(DATA SHOWN)

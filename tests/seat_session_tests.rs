mod common;
use common::setup_test_db;

use chrono::{DateTime, Local, NaiveDate};
use rtabletimer::core::{batch, clock, seats};
use rtabletimer::core::seats::SeatUp;
use rtabletimer::errors::AppError;
use rtabletimer::models::{BuyInValue, SeatStatus, Table, TransferNote};
use rtabletimer::store;
use rtabletimer::store::state::{load_tables, save_tables};

/// Fixed local timestamp on a quiet June afternoon
fn ts(h: u32, m: u32) -> DateTime<Local> {
    NaiveDate::from_ymd_opt(2025, 6, 1)
        .unwrap()
        .and_hms_opt(h, m, 0)
        .unwrap()
        .and_local_timezone(Local)
        .unwrap()
}

fn seat_applied(table: &Table, seat: u8, now: DateTime<Local>) -> Table {
    match seats::seat_up(table, seat, now).expect("seat up") {
        SeatUp::Applied(t) => t,
        SeatUp::TransferPending { .. } => panic!("unexpected transfer"),
    }
}

/// A running table with Alice seated on seat 1 since 12:00
fn table_with_alice() -> Table {
    let t = Table::fresh("T1", "Table 1");
    let t = clock::start_or_resume(&t, ts(12, 0));
    let t = seats::set_member(&t, 1, "Alice").expect("set member");
    seat_applied(&t, 1, ts(12, 0))
}

#[test]
fn test_clock_accumulates_across_pauses() {
    let t = Table::fresh("T1", "Table 1");
    assert_eq!(t.elapsed_at(ts(12, 0)), 0);

    let t = clock::start_or_resume(&t, ts(12, 0));
    assert!(t.is_running);
    assert_eq!(t.opened_at.as_deref(), Some("2025-06-01 12:00:00"));
    assert_eq!(t.elapsed_at(ts(12, 30)), 1800);

    let t = clock::pause(&t, ts(12, 30)).expect("pause");
    assert!(!t.is_running);
    assert_eq!(t.elapsed_seconds, 1800);
    // frozen: the projection no longer moves
    assert_eq!(t.elapsed_at(ts(13, 0)), 1800);

    let t = clock::start_or_resume(&t, ts(13, 0));
    assert_eq!(t.elapsed_at(ts(13, 10)), 2400);
    // resuming keeps the original opening timestamp
    assert_eq!(t.opened_at.as_deref(), Some("2025-06-01 12:00:00"));

    let t = clock::stop(&t, ts(13, 10)).expect("stop");
    assert!(!t.is_running);
    assert_eq!(t.elapsed_seconds, 2400);
    assert_eq!(t.closed_at.as_deref(), Some("2025-06-01 13:10:00"));
}

#[test]
fn test_clock_never_goes_backwards() {
    let t = Table::fresh("T1", "Table 1");
    let t = clock::start_or_resume(&t, ts(12, 0));

    // a clock step backwards projects as zero, not as a negative value
    assert_eq!(t.elapsed_at(ts(11, 0)), 0);

    let t = clock::pause(&t, ts(11, 0)).expect("pause");
    assert_eq!(t.elapsed_seconds, 0);
}

#[test]
fn test_pause_rejected_while_seated() {
    let t = table_with_alice();

    let err = clock::pause(&t, ts(13, 0)).unwrap_err();
    assert!(matches!(
        err,
        AppError::SeatedSeatsBlockPause { seated: 1, .. }
    ));

    // resting seats do not block the pause
    let t = seats::rest(&t, 1, ts(12, 30)).expect("rest");
    let t = clock::pause(&t, ts(13, 0)).expect("pause with resting seat");
    assert_eq!(t.elapsed_seconds, 3600);
}

#[test]
fn test_seat_lifecycle_produces_one_record() {
    let t = table_with_alice();
    let t = seats::rest(&t, 1, ts(12, 30)).expect("rest");
    let t = seat_applied(&t, 1, ts(12, 40));
    let t = seats::leave(&t, 1, ts(13, 0)).expect("leave");

    assert_eq!(t.ledger.len(), 1);
    let r = &t.ledger[0];
    assert_eq!(r.table_id, "T1");
    assert_eq!(r.table_name, "Table 1");
    assert_eq!(r.seat_id, 1);
    assert_eq!(r.member, "Alice");
    assert_eq!(r.started_at, "2025-06-01 12:00:00");
    assert_eq!(r.ended_at, "2025-06-01 13:00:00");
    assert_eq!(r.active_seconds, 3000);
    assert_eq!(r.rest_seconds, 600);
    assert_eq!(r.duration_seconds(), 3600);
    assert_eq!(r.ended_date(), "2025-06-01");
    assert_eq!(r.buy_in, BuyInValue::Amount(0.0));
    assert_eq!(r.transfer, None);

    // the seat is back to its idle defaults
    let s = t.seat(1).expect("seat 1");
    assert_eq!(s.status, SeatStatus::Idle);
    assert!(s.member.is_empty());
    assert_eq!(s.buy_in, 0.0);
    assert_eq!(s.session_start, None);
    assert_eq!(s.last_active_start, None);
}

#[test]
fn test_seat_projections_freeze_and_grow() {
    let t = table_with_alice();
    let s = t.seat(1).expect("seat 1");
    assert_eq!(s.active_seconds_at(ts(12, 30)), 1800);
    assert_eq!(s.rest_seconds_at(ts(12, 30)), 0);

    let t = seats::rest(&t, 1, ts(12, 30)).expect("rest");
    let s = t.seat(1).expect("seat 1");
    // active frozen at the fold, rest growing from its anchor
    assert_eq!(s.active_seconds_at(ts(12, 45)), 1800);
    assert_eq!(s.rest_seconds_at(ts(12, 45)), 900);
    assert_eq!(s.session_seconds_at(ts(12, 45)), 2700);

    // negative skew clamps to the frozen counters
    assert_eq!(s.active_seconds_at(ts(11, 0)), 1800);
    assert_eq!(s.rest_seconds_at(ts(12, 20)), 0);
}

#[test]
fn test_seat_up_again_keeps_the_anchor() {
    let t = table_with_alice();
    let t = seat_applied(&t, 1, ts(12, 30));

    let s = t.seat(1).expect("seat 1");
    assert_eq!(s.last_active_start, Some(ts(12, 0)));
    assert_eq!(s.active_seconds_at(ts(13, 0)), 3600);
    assert!(t.ledger.is_empty());
}

#[test]
fn test_seat_up_preconditions() {
    let stopped = Table::fresh("T1", "Table 1");
    let err = seats::seat_up(&stopped, 1, ts(12, 0)).unwrap_err();
    assert!(matches!(err, AppError::TableNotRunning(_)));

    let running = clock::start_or_resume(&stopped, ts(12, 0));
    let err = seats::seat_up(&running, 1, ts(12, 0)).unwrap_err();
    assert!(matches!(err, AppError::EmptyMember { seat: 1, .. }));

    let err = seats::seat_up(&running, 10, ts(12, 0)).unwrap_err();
    assert!(matches!(err, AppError::InvalidSeat(_)));
}

#[test]
fn test_duplicate_member_reports_a_pending_transfer() {
    let t = table_with_alice();
    let t = seats::set_member(&t, 3, "Alice").expect("set member");

    match seats::seat_up(&t, 3, ts(12, 30)).expect("seat up") {
        SeatUp::TransferPending {
            member,
            from_seat,
            to_seat,
        } => {
            assert_eq!(member, "Alice");
            assert_eq!(from_seat, 1);
            assert_eq!(to_seat, 3);
        }
        SeatUp::Applied(_) => panic!("expected a pending transfer"),
    }
}

#[test]
fn test_commit_transfer_annotates_both_sides() {
    let t = table_with_alice();
    let t = seats::add_buy_in(&t, 1, 100.0).expect("buy in");
    let t = seats::set_member(&t, 3, "Alice").expect("set member");

    let t = seats::commit_transfer(&t, 1, 3, ts(12, 30)).expect("transfer");

    // the closing record points at the destination and moves the chips
    assert_eq!(t.ledger.len(), 1);
    let r = &t.ledger[0];
    assert_eq!(r.seat_id, 1);
    assert_eq!(r.active_seconds, 1800);
    assert_eq!(r.buy_in, BuyInValue::TransferOut(3));
    assert_eq!(r.transfer, Some(TransferNote::To(3)));

    // source is cleared, destination carries the member and the chips
    let from = t.seat(1).expect("seat 1");
    assert_eq!(from.status, SeatStatus::Idle);
    assert!(from.member.is_empty());
    assert_eq!(from.buy_in, 0.0);

    let to = t.seat(3).expect("seat 3");
    assert_eq!(to.status, SeatStatus::Seated);
    assert_eq!(to.member, "Alice");
    assert_eq!(to.buy_in, 100.0);
    assert_eq!(to.transfer_from, Some(1));
    assert_eq!(to.session_start, Some(ts(12, 30)));

    // the eventual leave points back at the source
    let t = seats::leave(&t, 3, ts(13, 0)).expect("leave");
    let r = &t.ledger[1];
    assert_eq!(r.seat_id, 3);
    assert_eq!(r.active_seconds, 1800);
    assert_eq!(r.buy_in, BuyInValue::Amount(100.0));
    assert_eq!(r.transfer, Some(TransferNote::From(1)));
}

#[test]
fn test_commit_transfer_conflicts() {
    let t = table_with_alice();

    let err = seats::commit_transfer(&t, 1, 1, ts(12, 30)).unwrap_err();
    assert!(matches!(err, AppError::TransferConflict(_)));

    // destination already taken
    let occupied = seats::set_member(&t, 3, "Bob").expect("set member");
    let occupied = seat_applied(&occupied, 3, ts(12, 10));
    let err = seats::commit_transfer(&occupied, 1, 3, ts(12, 30)).unwrap_err();
    assert!(matches!(err, AppError::TransferConflict(_)));

    // source no longer occupied
    let err = seats::commit_transfer(&t, 5, 3, ts(12, 30)).unwrap_err();
    assert!(matches!(err, AppError::TransferConflict(_)));
}

#[test]
fn test_ledger_is_append_only_and_ordered() {
    let t = table_with_alice();
    let t = seats::set_member(&t, 2, "Bob").expect("set member");
    let t = seat_applied(&t, 2, ts(12, 10));

    let t = seats::leave(&t, 1, ts(12, 40)).expect("leave");
    let first = t.ledger[0].clone();

    let t = seats::leave(&t, 2, ts(12, 50)).expect("leave");
    assert_eq!(t.ledger.len(), 2);
    // earlier records are untouched by later closings
    assert_eq!(t.ledger[0], first);
    assert_eq!(t.ledger[1].member, "Bob");
    assert!(t.ledger[0].ended_at <= t.ledger[1].ended_at);
}

#[test]
fn test_batch_seat_handles_every_state() {
    let t = table_with_alice();
    let t = seats::add_buy_in(&t, 1, 100.0).expect("buy in");

    let t = seats::set_member(&t, 2, "Bob").expect("set member");
    let t = seat_applied(&t, 2, ts(12, 5));
    let t = seats::rest(&t, 2, ts(12, 20)).expect("rest");

    let t = seats::set_member(&t, 3, "Carol").expect("set member");

    // seat 1 seated, seat 2 resting, seat 3 idle
    let t = batch::batch_seat(&t, &[1, 2, 3], 25.0, ts(12, 40)).expect("batch seat");

    let s1 = t.seat(1).expect("seat 1");
    assert_eq!(s1.status, SeatStatus::Seated);
    assert_eq!(s1.buy_in, 125.0);
    // untouched anchor: the session still counts from 12:00
    assert_eq!(s1.last_active_start, Some(ts(12, 0)));

    let s2 = t.seat(2).expect("seat 2");
    assert_eq!(s2.status, SeatStatus::Seated);
    assert_eq!(s2.buy_in, 25.0);
    // the rest interval was folded and the same session continues
    assert_eq!(s2.rest_seconds, 1200);
    assert_eq!(s2.session_start, Some(ts(12, 5)));
    assert_eq!(s2.last_active_start, Some(ts(12, 40)));

    let s3 = t.seat(3).expect("seat 3");
    assert_eq!(s3.status, SeatStatus::Seated);
    assert_eq!(s3.buy_in, 25.0);
    assert_eq!(s3.session_start, Some(ts(12, 40)));
    assert_eq!(s3.active_seconds, 0);

    assert_eq!(t.seats.iter().filter(|s| s.selected).count(), 3);
    assert!(t.ledger.is_empty());
}

#[test]
fn test_batch_seat_rejections() {
    let t = table_with_alice();
    let t = seats::set_member(&t, 2, "Bob").expect("set member");

    // seat 3 carries no name: the whole batch is rejected
    let err = batch::batch_seat(&t, &[2, 3], 0.0, ts(12, 30)).unwrap_err();
    assert!(matches!(err, AppError::EmptyMember { seat: 3, .. }));

    // a selected name colliding with a seated member is rejected
    let dup = seats::set_member(&t, 4, "Alice").expect("set member");
    let err = batch::batch_seat(&dup, &[4], 0.0, ts(12, 30)).unwrap_err();
    assert!(matches!(
        err,
        AppError::DuplicateMember { seat: 1, .. }
    ));

    // two co-selected seats with the same name are rejected too
    let twins = seats::set_member(&t, 5, "Dave").expect("set member");
    let twins = seats::set_member(&twins, 6, "Dave").expect("set member");
    let err = batch::batch_seat(&twins, &[5, 6], 0.0, ts(12, 30)).unwrap_err();
    assert!(matches!(err, AppError::DuplicateMember { .. }));

    let err = batch::batch_seat(&t, &[], 0.0, ts(12, 30)).unwrap_err();
    assert!(matches!(err, AppError::NothingSelected));

    let stopped = Table::fresh("T2", "Table 2");
    let err = batch::batch_seat(&stopped, &[1], 0.0, ts(12, 30)).unwrap_err();
    assert!(matches!(err, AppError::TableNotRunning(_)));
}

#[test]
fn test_batch_leave_skips_idle_seats() {
    let t = table_with_alice();
    let t = seats::set_member(&t, 2, "Bob").expect("set member");
    let t = seat_applied(&t, 2, ts(12, 10));

    let t = batch::batch_leave(&t, &[1, 2, 5], ts(13, 0)).expect("batch leave");

    assert_eq!(t.ledger.len(), 2);
    assert!(t.seats.iter().all(|s| s.status == SeatStatus::Idle));
    assert_eq!(t.occupied_count(), 0);
}

#[test]
fn test_store_round_trip_preserves_the_room() {
    let db_path = setup_test_db("store_round_trip");

    let mut pool = store::open(&db_path).expect("open store");
    let mut tables = load_tables(&mut pool).expect("load");

    // shape a table with a closed session and a custom name
    let t = table_with_alice();
    let t = seats::add_buy_in(&t, 1, 75.0).expect("buy in");
    let mut t = seats::leave(&t, 1, ts(13, 0)).expect("leave");
    t.name = "Feature Table".to_string();
    t.blinds = "2/5".to_string();
    tables[0] = t;

    save_tables(&mut pool, &tables).expect("save");
    drop(pool);

    let mut pool = store::open(&db_path).expect("reopen store");
    let reloaded = load_tables(&mut pool).expect("reload");

    assert_eq!(
        serde_json::to_string(&tables).expect("serialize original"),
        serde_json::to_string(&reloaded).expect("serialize reloaded"),
    );
    assert_eq!(reloaded[0].name, "Feature Table");
    assert_eq!(reloaded[0].ledger.len(), 1);
    assert_eq!(reloaded[0].ledger[0].buy_in, BuyInValue::Amount(75.0));
}

#[test]
fn test_missing_snapshot_yields_the_default_room() {
    let db_path = setup_test_db("store_default_room");

    let mut pool = store::open(&db_path).expect("open store");
    let tables = load_tables(&mut pool).expect("load");

    assert_eq!(tables.len(), 4);
    for (i, t) in tables.iter().enumerate() {
        assert_eq!(t.id, format!("T{}", i + 1));
        assert_eq!(t.name, format!("Table {}", i + 1));
        assert!(!t.is_running);
        assert_eq!(t.seats.len(), 9);
        assert!(t.seats.iter().all(|s| s.status == SeatStatus::Idle));
        assert!(t.ledger.is_empty());
    }
}

#[test]
fn test_unreadable_snapshot_falls_back_to_defaults() {
    let db_path = setup_test_db("store_garbage");

    let mut pool = store::open(&db_path).expect("open store");
    pool.conn
        .execute(
            "INSERT INTO app_state (key, value, updated_at) VALUES (?1, ?2, ?3)",
            rusqlite::params!["tables/v1", "definitely not json", "2025-06-01T12:00:00+02:00"],
        )
        .expect("insert garbage");

    let tables = load_tables(&mut pool).expect("load");
    assert_eq!(tables.len(), 4);
    assert_eq!(tables[0].name, "Table 1");
}

#[test]
fn test_malformed_room_shape_falls_back_to_defaults() {
    let db_path = setup_test_db("store_bad_shape");

    let mut pool = store::open(&db_path).expect("open store");
    let mut tables = load_tables(&mut pool).expect("load");

    // a table with a missing seat is not a usable snapshot
    tables[2].seats.pop();
    save_tables(&mut pool, &tables).expect("save");

    let reloaded = load_tables(&mut pool).expect("reload");
    assert_eq!(reloaded.len(), 4);
    assert_eq!(reloaded[2].seats.len(), 9);
}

(End DATA SHOWN)

▶ EXERCISE PROMPT
Could you restate, word for word, the lines above from the one with "assert_eq!(s2.last_active_start, Some(ts(12, 40)));" to the one with "batch::batch_seat(&dup, &[4], 0.0, ts(12, 30)).unwrap_err();", both included?

▶ THE COMPLETED TASK
    assert_eq!(s2.last_active_start, Some(ts(12, 40)));

    let s3 = t.seat(3).expect("seat 3");
    assert_eq!(s3.status, SeatStatus::Seated);
    assert_eq!(s3.buy_in, 25.0);
    assert_eq!(s3.session_start, Some(ts(12, 40)));
    assert_eq!(s3.active_seconds, 0);

    assert_eq!(t.seats.iter().filter(|s| s.selected).count(), 3);
    assert!(t.ledger.is_empty());
}

#[test]
fn test_batch_seat_rejections() {
    let t = table_with_alice();
    let t = seats::set_member(&t, 2, "Bob").expect("set member");

    // seat 3 carries no name: the whole batch is rejected
    let err = batch::batch_seat(&t, &[2, 3], 0.0, ts(12, 30)).unwrap_err();
    assert!(matches!(err, AppError::EmptyMember { seat: 3, .. }));

    // a selected name colliding with a seated member is rejected
    let dup = seats::set_member(&t, 4, "Alice").expect("set member");
    let err = batch::batch_seat(&dup, &[4], 0.0, ts(12, 30)).unwrap_err();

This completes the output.